DISCALSLIM® - The compact deaeration solution
As you might imagine, conventional deaerators are bulky and it's not always easy to find a convenient location for them, especially for wall-mounted boilers.
The answer to this problem is DISCALSLIM®, the new compact adjustable deaerator by Caleffi.
Compactness and adjustability make it the ideal solution for installation in small spaces, on both vertical and horizontal pipes, provided that the deaeration chamber is always vertically-oriented.
DISCALSLIM® features a special internal profile which diverts part of the water flow into the deaeration chamber. In the chamber, the water is slowed down and broken up by fins in secondary chambers, creating a turbulent flow.
The resulting mini-vortices separate the air bubbles from the flow, collecting them in the bottom of the chamber, where they aggregate to form large bubbles which rise upwards through discharge ducts located at the side of the float.
Due to the air collected in the chamber, the internal float connected to the rocker lowers its position. This opens the automatic vent valve, which exhausts the accumulated gas. DISCALSLIM® also has a hygroscopic safety cap to prevent any leaks.
RECOMMENDATIONS FOR INSTALLATION
The unit must be installed on the delivery pipe, so as to intercept the micro-bubbles before they can damage the system.
CONSTRUCTION DETAILS
DISCALSLIM® has a hygroscopic safety cap with disks of cellulose fibre which expand when in contact with water. This prevents leaks and the resulting damage. The deaeration chamber is accessible for maintenance and cleaning. When the cap is removed, the mechanism that opens the air discharge ducts also comes out.

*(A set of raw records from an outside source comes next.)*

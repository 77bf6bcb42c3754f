//! Integration tests for `SqliteStore` against an in-memory database.

use std::sync::Arc;

use depot_core::{
  kv::{KeyValueStore, Preferences, keys},
  storage::{FurnitureCategory, FurnitureStorage, Item},
};

use crate::SqliteStore;

async fn store() -> SqliteStore {
  SqliteStore::open_in_memory()
    .await
    .expect("in-memory store")
}

// ─── Raw key/value ───────────────────────────────────────────────────────────

#[tokio::test]
async fn get_missing_key_returns_none() {
  let s = store().await;
  assert!(s.get("nope").await.unwrap().is_none());
}

#[tokio::test]
async fn set_then_get() {
  let s = store().await;
  s.set("greeting", "hello".into()).await.unwrap();
  assert_eq!(s.get("greeting").await.unwrap().as_deref(), Some("hello"));
}

#[tokio::test]
async fn set_overwrites_existing_value() {
  let s = store().await;
  s.set("k", "one".into()).await.unwrap();
  s.set("k", "two".into()).await.unwrap();
  assert_eq!(s.get("k").await.unwrap().as_deref(), Some("two"));
  assert_eq!(s.keys().await.unwrap(), vec!["k".to_string()]);
}

#[tokio::test]
async fn remove_is_idempotent() {
  let s = store().await;
  s.set("k", "v".into()).await.unwrap();
  s.remove("k").await.unwrap();
  s.remove("k").await.unwrap();
  assert!(s.get("k").await.unwrap().is_none());
}

#[tokio::test]
async fn file_store_survives_reopen() {
  let dir  = tempfile::tempdir().unwrap();
  let path = dir.path().join("reopen.sqlite");

  {
    let s = SqliteStore::open(&path).await.unwrap();
    s.set(keys::IPV4, "192.168.1.5".into()).await.unwrap();
  }
  let s = SqliteStore::open(&path).await.unwrap();
  assert_eq!(s.get(keys::IPV4).await.unwrap().as_deref(), Some("192.168.1.5"));
}

// ─── Typed preferences ───────────────────────────────────────────────────────

#[tokio::test]
async fn typed_defaults_for_absent_keys() {
  let prefs = Preferences::new(Arc::new(store().await));
  assert!(!prefs.bool(keys::ONBOARDING_COMPLETED).await.unwrap());
  assert_eq!(prefs.int(keys::TOTAL_POINTS).await.unwrap(), 0);
  let none: Option<Vec<FurnitureStorage>> =
    prefs.json(keys::FURNITURE_STORAGE).await.unwrap();
  assert!(none.is_none());
}

#[tokio::test]
async fn corrupt_json_reads_as_none() {
  let s = Arc::new(store().await);
  s.set(keys::FURNITURE_STORAGE, "{not json".into()).await.unwrap();
  let prefs = Preferences::new(s);
  let decoded: Option<Vec<FurnitureStorage>> =
    prefs.json(keys::FURNITURE_STORAGE).await.unwrap();
  assert!(decoded.is_none());
}

#[tokio::test]
async fn storage_blob_round_trips() {
  let prefs = Preferences::new(Arc::new(store().await));

  let mut room = FurnitureStorage::new("Conference Room A", "3rd Floor", "Big table");
  room.add_item(
    Item::new("Chair", FurnitureCategory::Chairs)
      .with_quantity(12)
      .with_value(89.5),
  );
  let blob = vec![room.clone()];

  prefs.set_json(keys::FURNITURE_STORAGE, &blob).await.unwrap();
  let back: Vec<FurnitureStorage> = prefs
    .json(keys::FURNITURE_STORAGE)
    .await
    .unwrap()
    .unwrap();

  assert_eq!(back, blob);
}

THE THEORY: WATER TREATMENT
Water treatment plays a fundamental role in keeping climate control systems running efficiently throughout the year. However, one should not think solely of chemical and physical maintenance, but also mechanical maintenance, which requires separating the dirt and air trapped in the fluid running through the system.
Deaeration is essential to keep the system running quietly and preventing the terminals from being out of balance, but most of all to prevent phenomena like corrosion and cavitation, which can greatly reduce the service life of the components and the system itself.

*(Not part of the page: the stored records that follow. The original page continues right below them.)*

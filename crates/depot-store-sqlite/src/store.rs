//! [`SqliteStore`]: the SQLite implementation of [`KeyValueStore`].

use std::path::Path;

use chrono::Utc;
use rusqlite::OptionalExtension as _;

use depot_core::kv::KeyValueStore;

use crate::{Error, Result, schema::SCHEMA};

// ─── Store ───────────────────────────────────────────────────────────────────

/// A preference store backed by a single SQLite file.
///
/// Cloning is cheap; the inner connection is reference-counted.
#[derive(Clone)]
pub struct SqliteStore {
  conn: tokio_rusqlite::Connection,
}

impl SqliteStore {
  /// Open (or create) a store at `path` and run schema initialisation.
  pub async fn open(path: impl AsRef<Path>) -> Result<Self> {
    let conn = tokio_rusqlite::Connection::open(path).await?;
    let store = Self { conn };
    store.init_schema().await?;
    Ok(store)
  }

  /// Open an in-memory store, useful for testing.
  pub async fn open_in_memory() -> Result<Self> {
    let conn = tokio_rusqlite::Connection::open_in_memory().await?;
    let store = Self { conn };
    store.init_schema().await?;
    Ok(store)
  }

  async fn init_schema(&self) -> Result<()> {
    self
      .conn
      .call(|conn| {
        conn.execute_batch(SCHEMA)?;
        Ok(())
      })
      .await?;
    Ok(())
  }

  /// All keys currently set, sorted.
  pub async fn keys(&self) -> Result<Vec<String>> {
    let keys = self
      .conn
      .call(|conn| {
        let mut stmt = conn.prepare("SELECT key FROM preferences ORDER BY key")?;
        let rows = stmt
          .query_map([], |r| r.get::<_, String>(0))?
          .collect::<std::result::Result<Vec<_>, _>>()?;
        Ok(rows)
      })
      .await?;
    Ok(keys)
  }
}

// ─── KeyValueStore impl ──────────────────────────────────────────────────────

impl KeyValueStore for SqliteStore {
  type Error = Error;

  async fn get(&self, key: &str) -> Result<Option<String>> {
    let key = key.to_owned();
    let value = self
      .conn
      .call(move |conn| {
        let value = conn
          .query_row(
            "SELECT value FROM preferences WHERE key = ?1",
            rusqlite::params![key],
            |r| r.get::<_, String>(0),
          )
          .optional()?;
        Ok(value)
      })
      .await?;
    Ok(value)
  }

  async fn set(&self, key: &str, value: String) -> Result<()> {
    let key    = key.to_owned();
    let at_str = Utc::now().to_rfc3339();

    tracing::trace!(%key, bytes = value.len(), "writing preference");
    self
      .conn
      .call(move |conn| {
        conn.execute(
          "INSERT INTO preferences (key, value, updated_at) VALUES (?1, ?2, ?3)
           ON CONFLICT (key) DO UPDATE SET
             value      = excluded.value,
             updated_at = excluded.updated_at",
          rusqlite::params![key, value, at_str],
        )?;
        Ok(())
      })
      .await?;
    Ok(())
  }

  async fn remove(&self, key: &str) -> Result<()> {
    let key = key.to_owned();
    self
      .conn
      .call(move |conn| {
        conn.execute(
          "DELETE FROM preferences WHERE key = ?1",
          rusqlite::params![key],
        )?;
        Ok(())
      })
      .await?;
    Ok(())
  }
}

Corrosion due to oxidation is a chemical reaction which occurs in the presence of oxygen and consists in an exchange of iron ions between the vector fluid and the metal components it is in contact with. This reaction leads to perforation of the pipes and other components, increasing the risk of magnetite and impurities forming, which can block the heat exchangers, jam the magnetic rotor of new pumps, and obstruct the smaller valve ducts, thus preventing them from working properly.
Cavitation, on the other hand, is a purely mechanical effect which depends on the continual changes of state in the closed circuit. The heating of the fluid in the heat exchangers separates dissolved air from the water in the form of micro-bubbles of steam. When they get close to the pump impellers, or when they are passing through the adjustment tools, these micro-bubbles undergo another change of state due to the slowing down of the flow and the changing pressure, so that they implode and damage the component.

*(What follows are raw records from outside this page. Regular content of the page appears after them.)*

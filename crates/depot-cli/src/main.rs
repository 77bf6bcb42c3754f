//! `depot`: command-line front end for the Depot office inventory.
//!
//! Reads `depot.toml` (or the path given with `--config`), overlays `DEPOT_*`
//! environment variables, opens the SQLite preference store and runs one
//! subcommand.
//!
//! ```text
//! depot onboard
//! depot storage add --family furniture "Conference Room A" --location "3rd Floor"
//! depot achievements --check
//! ```

mod commands;
mod services;
mod settings;

use std::path::PathBuf;

use clap::{Parser, Subcommand};
use depot_core::storage::{Condition, Family};
use services::Services;
use settings::Settings;
use tracing::level_filters::LevelFilter;
use tracing_subscriber::EnvFilter;
use uuid::Uuid;

// ─── CLI args ─────────────────────────────────────────────────────────────────

#[derive(Parser)]
#[command(name = "depot", author, version, about = "Office furniture and equipment inventory")]
struct Cli {
  /// Path to the TOML configuration file.
  #[arg(short, long, default_value = "depot.toml", value_name = "FILE")]
  config: PathBuf,

  #[command(subcommand)]
  command: Command,
}

#[derive(Subcommand)]
enum Command {
  /// Ask for notifications, resolve addresses, run the server check and mark
  /// onboarding complete.
  Onboard {
    /// Push token to report, as hex.
    #[arg(long, value_name = "HEX")]
    device_token: Option<String>,
  },
  /// Show the cached public addresses.
  Ip {
    /// Clear the cache and resolve again.
    #[arg(long)]
    refresh: bool,
  },
  /// Manage storages.
  #[command(subcommand)]
  Storage(StorageCommand),
  /// Manage the items in a storage.
  #[command(subcommand)]
  Item(ItemCommand),
  /// Inventory totals, globally or for one storage.
  Stats {
    #[arg(long, requires = "storage")]
    family:  Option<Family>,
    #[arg(long, requires = "family")]
    storage: Option<Uuid>,
  },
  /// List achievements and points.
  Achievements {
    /// Unlock anything whose requirement is now met first.
    #[arg(long)]
    check: bool,
  },
  #[command(subcommand)]
  Profile(ProfileCommand),
  /// Show the persisted redirect state.
  Redirect,
}

#[derive(Subcommand)]
pub enum StorageCommand {
  Add {
    #[arg(long)]
    family:      Family,
    name:        String,
    #[arg(long, default_value = "")]
    location:    String,
    #[arg(long, default_value = "")]
    description: String,
  },
  List {
    /// Only this family; both when omitted.
    #[arg(long)]
    family: Option<Family>,
  },
  Show {
    #[arg(long)]
    family: Family,
    id:     Uuid,
  },
  Rename {
    #[arg(long)]
    family:   Family,
    id:       Uuid,
    name:     String,
    #[arg(long)]
    location: Option<String>,
  },
  Delete {
    #[arg(long)]
    family: Family,
    id:     Uuid,
  },
}

/// Item fields settable from the command line.
#[derive(clap::Args)]
pub struct ItemFields {
  #[arg(long)]
  pub model:     Option<String>,
  #[arg(long)]
  pub condition: Option<Condition>,
  #[arg(long)]
  pub quantity:  Option<i64>,
  #[arg(long)]
  pub value:     Option<f64>,
  #[arg(long)]
  pub notes:     Option<String>,
  #[arg(long)]
  pub emoji:     Option<String>,
}

#[derive(Subcommand)]
pub enum ItemCommand {
  Add {
    #[arg(long)]
    family:   Family,
    #[arg(long)]
    storage:  Uuid,
    name:     String,
    /// Category within the family, e.g. `chairs` or `office-supplies`.
    #[arg(long)]
    category: String,
    #[command(flatten)]
    fields:   ItemFields,
  },
  Update {
    #[arg(long)]
    family:   Family,
    #[arg(long)]
    storage:  Uuid,
    #[arg(long)]
    item:     Uuid,
    #[arg(long)]
    name:     Option<String>,
    #[arg(long)]
    category: Option<String>,
    #[command(flatten)]
    fields:   ItemFields,
  },
  Remove {
    #[arg(long)]
    family:  Family,
    #[arg(long)]
    storage: Uuid,
    #[arg(long)]
    item:    Uuid,
  },
}

#[derive(Subcommand)]
pub enum ProfileCommand {
  Show,
  Set {
    #[arg(long)]
    name:     Option<String>,
    #[arg(long)]
    age:      Option<String>,
    #[arg(long)]
    position: Option<String>,
  },
  /// Forget the profile fields and photo.
  Reset {
    /// Also delete every storage.
    #[arg(long)]
    all: bool,
  },
  /// Set, show or delete the profile photo.
  Photo {
    #[arg(conflicts_with = "delete")]
    path:   Option<PathBuf>,
    #[arg(long)]
    delete: bool,
  },
}

// ─── Entry point ──────────────────────────────────────────────────────────────

#[tokio::main]
async fn main() -> anyhow::Result<()> {
  tracing_subscriber::fmt()
    .with_env_filter(
      EnvFilter::builder()
        .with_default_directive(LevelFilter::INFO.into())
        .from_env_lossy(),
    )
    .with_writer(std::io::stderr)
    .init();

  let cli = Cli::parse();
  let settings = Settings::load(&cli.config)?;
  let services = Services::open(settings).await?;

  match cli.command {
    Command::Onboard { device_token } => {
      commands::onboard(&services, device_token.as_deref()).await
    }
    Command::Ip { refresh } => commands::ip(&services, refresh).await,
    Command::Storage(cmd) => commands::storage(&services, cmd).await,
    Command::Item(cmd) => commands::item(&services, cmd).await,
    Command::Stats { family, storage } => commands::stats(&services, family.zip(storage)).await,
    Command::Achievements { check } => commands::achievements(&services, check).await,
    Command::Profile(cmd) => commands::profile(&services, cmd).await,
    Command::Redirect => commands::redirect(&services).await,
  }
}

While taking care when charging the circuit is important, it is not enough to prevent these pockets of air from forming. This is because the air enters the system when it is already dissolved in the water. It is true that installing automatic air vent valves solves the problem of pockets of air forming due to these micro-bubbles. Unfortunately, these components only work properly in the areas of the circuit where the fluid flow is very slow or even stationary, or at the top of risers, where the air in the water has already passed through part of the system and its components.
To remove the air from the system, special devices are needed: deaerators, which are specifically designed to separate the gas from the vector fluid and expel it from the circuit. They have an enlarged cross section which slows down the flow, thus allowing the micro-bubbles to join together and grow until the hydrostatic pressure is enough to separate them from the water. This effect is further enhanced by a spoke-like metal mesh, creating vortices which allow micro-bubbles to be released. Once separated from the fluid, the gas rises to the top of the device, where it is expelled from the system by an automatic vent valve.